Capital to real estate sector gets stuck
Do Quang Tung in Hanoi wants to buy an apartment in Thanh Xuan district. However, he doesn’t have enough money. An apartment in the area is priced at VND3 billion at minimum. He decided to borrow VND1.5 billion from banks.
However, after contacting some commercial banks, he realized that he may not be able to get a loan because commercial banks are tightening their credit policies.
Nguyen Minh Nhat, director of an enterprise, told VietNamNet that he is waiting for disbursement of a loan worth VND2 trillion from a bank. But the money still cannot be disbursed since March as the bank informed him that disbursement "room" is running out.
Meanwhile, some commercial banks have halted the disbursement for clients who buy housing products that will take shape in the future.
“The information about credit tightening makes us feel insecure. Real estate firms are in dire need for capital from now to the end of the year,” he said.
SBV reported that as of the end of April, the total outstanding loans to institutions in the real estate sector had reached VND2.288 quadrillion, an increase of 10.2 percent compared with the end of 2021, accounting for 20.44 percent of total outstanding loans of the economy. Of this, the outstanding loans for real estate trading was just VND800 trillion, or 7 percent of total outstanding loans.
According to Ngo Tri Long, real estate is the sector that needs huge capital and the market would be ‘immovable’ if it lacked capital. Therefore, enterprises need capital from many different channels to ensure stable capital flow.
Agreeing with Long, an economist warned that the draft circular, if approved, will not only affect house buyers and real estate firms, but also commercial banks. Some commercial banks cannot disburse money because of the credit tightening.
“The real estate sector has relations with many other business fields. When the capital flow into the sector gets stuck, the entire production and business activities will become stagnant and prices will escalate, thus causing inflation,” he explained. “The stagnation of capital will be serious and may distort the market."
Vietnam needs to learn from Chinese lesson
According to Dinh Trong Thinh from the Finance Academy, in late 2020, China developed a policy on tightening real estate credit with three ‘red lines’, which did not allow real estate firms to borrow capital from banks.
As a result, the supply became short and realtors did not have money to pay to contractors. As a result, the real estate projects under construction came to a deadlock.
In April 2022, the housing sales dropped by 49 percent compared with the same period last year. The investments in real estate dropped by 2.7 percent and the investments in infrastructure by 6.5 percent, while the unemployment rate escalated to 6.7 percent with the rate 18.2 percent among the workers aged 16-24.
In May 2022, China had to change the policy, encouraging some localities to reopen real estate credit, depending on projects. The central bank requested to reduce the required collaterals and cut the interest rate from 4.6 percent to 4.4 percent in April. The Chinese estate market has warmed up.

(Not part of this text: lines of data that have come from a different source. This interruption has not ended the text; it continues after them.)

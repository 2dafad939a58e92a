//! In-process document store.
//!
//! Implements the driver interface over shared in-memory collections so the
//! helper layer can run without a MongoDB server. Data outlives individual
//! clients: closing a client and connecting again sees the same documents,
//! the way a restarted process sees a running server.

pub mod filter;
pub mod projection;
pub mod update;

use std::collections::HashMap;
use std::sync::Arc;
use std::sync::atomic::{AtomicBool, AtomicUsize, Ordering};

use async_trait::async_trait;
use mongodb::bson::{Bson, Document, oid::ObjectId};
use parking_lot::RwLock;

use self::filter::{lookup_path, matches, values_equal};
use self::projection::apply_projection;
use self::update::{apply_update, upsert_seed, validate_update};
use super::{
    Connector, DbError, DeleteOutcome, FindOneAndUpdateOptions, FindOptions, InsertManyOutcome,
    InsertOneOutcome, ReturnDocument, StoreClient, StoreCollection, StoreDatabase, UpdateOutcome,
};

pub const DEFAULT_MEMORY_URL: &str = "memory://localhost/";

type Collections = HashMap<String, Vec<Document>>;

struct Shared {
    databases: RwLock<HashMap<String, Collections>>,
    reachable: AtomicBool,
}

/// Connector for the in-process store. Counts successful connects.
pub struct MemoryConnector {
    url: String,
    shared: Arc<Shared>,
    connects: AtomicUsize,
}

impl MemoryConnector {
    pub fn new() -> Self {
        Self::with_url(DEFAULT_MEMORY_URL)
    }

    pub fn with_url(url: impl Into<String>) -> Self {
        Self {
            url: url.into(),
            shared: Arc::new(Shared {
                databases: RwLock::new(HashMap::new()),
                reachable: AtomicBool::new(true),
            }),
            connects: AtomicUsize::new(0),
        }
    }

    /// Simulate the server going away (or coming back). Affects open clients too.
    pub fn set_reachable(&self, reachable: bool) {
        self.shared.reachable.store(reachable, Ordering::SeqCst);
    }

    pub fn connect_count(&self) -> usize {
        self.connects.load(Ordering::SeqCst)
    }
}

impl Default for MemoryConnector {
    fn default() -> Self {
        Self::new()
    }
}

#[async_trait]
impl Connector for MemoryConnector {
    type Client = MemoryClient;

    async fn connect(&self) -> Result<MemoryClient, DbError> {
        if !self.shared.reachable.load(Ordering::SeqCst) {
            return Err(DbError::Unreachable(format!(
                "server selection failed for {}",
                self.url
            )));
        }
        self.connects.fetch_add(1, Ordering::SeqCst);
        Ok(MemoryClient {
            url: self.url.clone(),
            shared: self.shared.clone(),
            open: Arc::new(AtomicBool::new(true)),
        })
    }
}

#[derive(Clone)]
pub struct MemoryClient {
    url: String,
    shared: Arc<Shared>,
    open: Arc<AtomicBool>,
}

impl std::fmt::Debug for MemoryClient {
    fn fmt(&self, f: &mut std::fmt::Formatter<'_>) -> std::fmt::Result {
        f.debug_struct("MemoryClient")
            .field("url", &self.url)
            .field("open", &self.open.load(Ordering::SeqCst))
            .finish()
    }
}

#[async_trait]
impl StoreClient for MemoryClient {
    type Database = MemoryDatabase;

    fn url(&self) -> &str {
        &self.url
    }

    fn database(&self, name: &str) -> MemoryDatabase {
        MemoryDatabase {
            name: name.to_string(),
            shared: self.shared.clone(),
            open: self.open.clone(),
        }
    }

    async fn ping(&self) -> Result<(), DbError> {
        available(&self.shared, &self.open)
    }

    async fn shutdown(self) {
        self.open.store(false, Ordering::SeqCst);
    }
}

fn available(shared: &Shared, open: &AtomicBool) -> Result<(), DbError> {
    if !open.load(Ordering::SeqCst) {
        return Err(DbError::Unreachable("client has been closed".to_string()));
    }
    if !shared.reachable.load(Ordering::SeqCst) {
        return Err(DbError::Unreachable("connection to server lost".to_string()));
    }
    Ok(())
}

pub struct MemoryDatabase {
    name: String,
    shared: Arc<Shared>,
    open: Arc<AtomicBool>,
}

impl StoreDatabase for MemoryDatabase {
    type Collection = MemoryCollection;

    fn name(&self) -> &str {
        &self.name
    }

    fn collection(&self, name: &str) -> MemoryCollection {
        MemoryCollection {
            database: self.name.clone(),
            name: name.to_string(),
            shared: self.shared.clone(),
            open: self.open.clone(),
        }
    }
}

pub struct MemoryCollection {
    database: String,
    name: String,
    shared: Arc<Shared>,
    open: Arc<AtomicBool>,
}

impl MemoryCollection {
    fn read<R>(&self, f: impl FnOnce(&[Document]) -> Result<R, DbError>) -> Result<R, DbError> {
        available(&self.shared, &self.open)?;
        let databases = self.shared.databases.read();
        let documents = databases
            .get(&self.database)
            .and_then(|collections| collections.get(&self.name))
            .map(Vec::as_slice)
            .unwrap_or(&[]);
        f(documents)
    }

    fn write<R>(
        &self,
        f: impl FnOnce(&mut Vec<Document>) -> Result<R, DbError>,
    ) -> Result<R, DbError> {
        available(&self.shared, &self.open)?;
        let mut databases = self.shared.databases.write();
        let documents = databases
            .entry(self.database.clone())
            .or_default()
            .entry(self.name.clone())
            .or_default();
        f(documents)
    }

    fn duplicate(&self, id: &Bson) -> DbError {
        DbError::DuplicateKey {
            collection: self.name.clone(),
            message: format!(
                "E11000 duplicate key error collection: {}.{} index: _id_ dup key: {{ _id: {} }}",
                self.database, self.name, id
            ),
        }
    }

    /// Append a document, assigning `_id` first when absent.
    fn push(&self, documents: &mut Vec<Document>, document: Document) -> Result<Bson, DbError> {
        let document = with_id(document);
        let id = document.get("_id").cloned().unwrap_or(Bson::Null);
        let taken = documents
            .iter()
            .filter_map(|existing| existing.get("_id"))
            .any(|existing| values_equal(existing, &id));
        if taken {
            return Err(self.duplicate(&id));
        }
        documents.push(document);
        Ok(id)
    }

    fn update(
        &self,
        filter: Document,
        update: Document,
        upsert: bool,
        multi: bool,
    ) -> Result<UpdateOutcome, DbError> {
        validate_update(&update)?;
        self.write(|documents| {
            let mut matched_count = 0;
            let mut modified_count = 0;
            for document in documents.iter_mut() {
                if !matches(document, &filter)? {
                    continue;
                }
                matched_count += 1;
                if apply_update(document, &update)? {
                    modified_count += 1;
                }
                if !multi {
                    break;
                }
            }

            let upserted_id = if matched_count == 0 && upsert {
                let seed = upsert_seed(&filter, &update)?;
                Some(self.push(documents, seed)?)
            } else {
                None
            };

            Ok(UpdateOutcome {
                matched_count,
                modified_count,
                upserted_id,
            })
        })
    }
}

fn with_id(document: Document) -> Document {
    if document.contains_key("_id") {
        return document;
    }
    let mut identified = Document::new();
    identified.insert("_id", ObjectId::new());
    for (key, value) in document {
        identified.insert(key, value);
    }
    identified
}

fn position(documents: &[Document], filter: &Document) -> Result<Option<usize>, DbError> {
    for (index, document) in documents.iter().enumerate() {
        if matches(document, filter)? {
            return Ok(Some(index));
        }
    }
    Ok(None)
}

fn project(document: Document, projection: Option<&Document>) -> Result<Document, DbError> {
    match projection {
        Some(projection) => apply_projection(&document, projection),
        None => Ok(document),
    }
}

#[async_trait]
impl StoreCollection for MemoryCollection {
    fn name(&self) -> &str {
        &self.name
    }

    async fn distinct(&self, field: &str, filter: Document) -> Result<Vec<Bson>, DbError> {
        self.read(|documents| {
            let mut values: Vec<Bson> = Vec::new();
            let mut remember = |value: &Bson| {
                if !values.iter().any(|seen| values_equal(seen, value)) {
                    values.push(value.clone());
                }
            };
            for document in documents {
                if !matches(document, &filter)? {
                    continue;
                }
                match lookup_path(document, field) {
                    Some(Bson::Array(items)) => items.iter().for_each(&mut remember),
                    Some(value) => remember(value),
                    None => {}
                }
            }
            Ok(values)
        })
    }

    async fn find(
        &self,
        filter: Document,
        options: FindOptions,
    ) -> Result<Vec<Document>, DbError> {
        let limit = match options.limit {
            Some(n) if n != 0 => n.unsigned_abs() as usize,
            _ => usize::MAX,
        };
        self.read(|documents| {
            let mut found = Vec::new();
            for document in documents {
                if found.len() >= limit {
                    break;
                }
                if matches(document, &filter)? {
                    found.push(project(document.clone(), options.projection.as_ref())?);
                }
            }
            Ok(found)
        })
    }

    async fn find_one(
        &self,
        filter: Document,
        projection: Option<Document>,
    ) -> Result<Option<Document>, DbError> {
        self.read(|documents| {
            position(documents, &filter)?
                .map(|index| project(documents[index].clone(), projection.as_ref()))
                .transpose()
        })
    }

    async fn find_one_and_update(
        &self,
        filter: Document,
        update: Document,
        options: FindOneAndUpdateOptions,
    ) -> Result<Option<Document>, DbError> {
        validate_update(&update)?;
        self.write(|documents| {
            let value = match position(documents, &filter)? {
                Some(index) => {
                    let before = documents[index].clone();
                    let mut after = before.clone();
                    apply_update(&mut after, &update)?;
                    documents[index] = after.clone();
                    match options.return_document {
                        ReturnDocument::Before => Some(before),
                        ReturnDocument::After => Some(after),
                    }
                }
                None if options.upsert => {
                    let seed = with_id(upsert_seed(&filter, &update)?);
                    self.push(documents, seed.clone())?;
                    match options.return_document {
                        ReturnDocument::Before => None,
                        ReturnDocument::After => Some(seed),
                    }
                }
                None => None,
            };
            value
                .map(|document| project(document, options.projection.as_ref()))
                .transpose()
        })
    }

    async fn find_one_and_delete(&self, filter: Document) -> Result<Option<Document>, DbError> {
        self.write(|documents| {
            Ok(position(documents, &filter)?.map(|index| documents.remove(index)))
        })
    }

    async fn insert_one(&self, document: Document) -> Result<InsertOneOutcome, DbError> {
        self.write(|documents| {
            let inserted_id = self.push(documents, document)?;
            Ok(InsertOneOutcome {
                acknowledged: true,
                inserted_id,
            })
        })
    }

    async fn insert_many(&self, documents: Vec<Document>) -> Result<InsertManyOutcome, DbError> {
        self.write(|stored| {
            // ordered: stop at the first failure, keeping what was inserted before it
            let inserted_ids = documents
                .into_iter()
                .map(|document| self.push(stored, document))
                .collect::<Result<Vec<_>, _>>()?;
            Ok(InsertManyOutcome {
                acknowledged: true,
                inserted_ids,
            })
        })
    }

    async fn update_one(
        &self,
        filter: Document,
        update: Document,
        upsert: bool,
    ) -> Result<UpdateOutcome, DbError> {
        self.update(filter, update, upsert, false)
    }

    async fn update_many(
        &self,
        filter: Document,
        update: Document,
        upsert: bool,
    ) -> Result<UpdateOutcome, DbError> {
        self.update(filter, update, upsert, true)
    }

    async fn delete_many(&self, filter: Document) -> Result<DeleteOutcome, DbError> {
        self.write(|documents| {
            let doomed = documents
                .iter()
                .map(|document| matches(document, &filter))
                .collect::<Result<Vec<bool>, _>>()?;
            let mut flags = doomed.iter();
            documents.retain(|_| !flags.next().copied().unwrap_or(false));
            Ok(DeleteOutcome {
                deleted_count: doomed.iter().filter(|d| **d).count() as u64,
            })
        })
    }

    async fn count_documents(&self, filter: Document) -> Result<u64, DbError> {
        self.read(|documents| {
            let mut count = 0;
            for document in documents {
                if matches(document, &filter)? {
                    count += 1;
                }
            }
            Ok(count)
        })
    }

    async fn drop_collection(&self) -> Result<(), DbError> {
        available(&self.shared, &self.open)?;
        if let Some(collections) = self.shared.databases.write().get_mut(&self.database) {
            collections.remove(&self.name);
        }
        Ok(())
    }
}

Thinh believes that Vietnam should pursue a flexible credit policy with adjustments depending on market segments and moments. He also stressed the need to ensure the transparency of development planning and quality products to satisfy people’s requirements.
Regarding the draft circular to replace Circular 39, Chair Le Hoang Chau of the HCM City Real Estate Association, said that the draft document uses the words ‘controlling’ the ‘lending to fund house purchase and real estate trading’, which makes people understand that the central bank is going to tighten the lending to the real estate sector.
He said it would be better to replace the word ‘controlling’ with ‘managing’ or ‘strengthening the management’.
A representative of a foreign invested bank in Vietnam said policies need to be designed based on the movements of the market. If it applies administrative order in a rigid way, it will be a "non-market" move, which will affect the whole economy.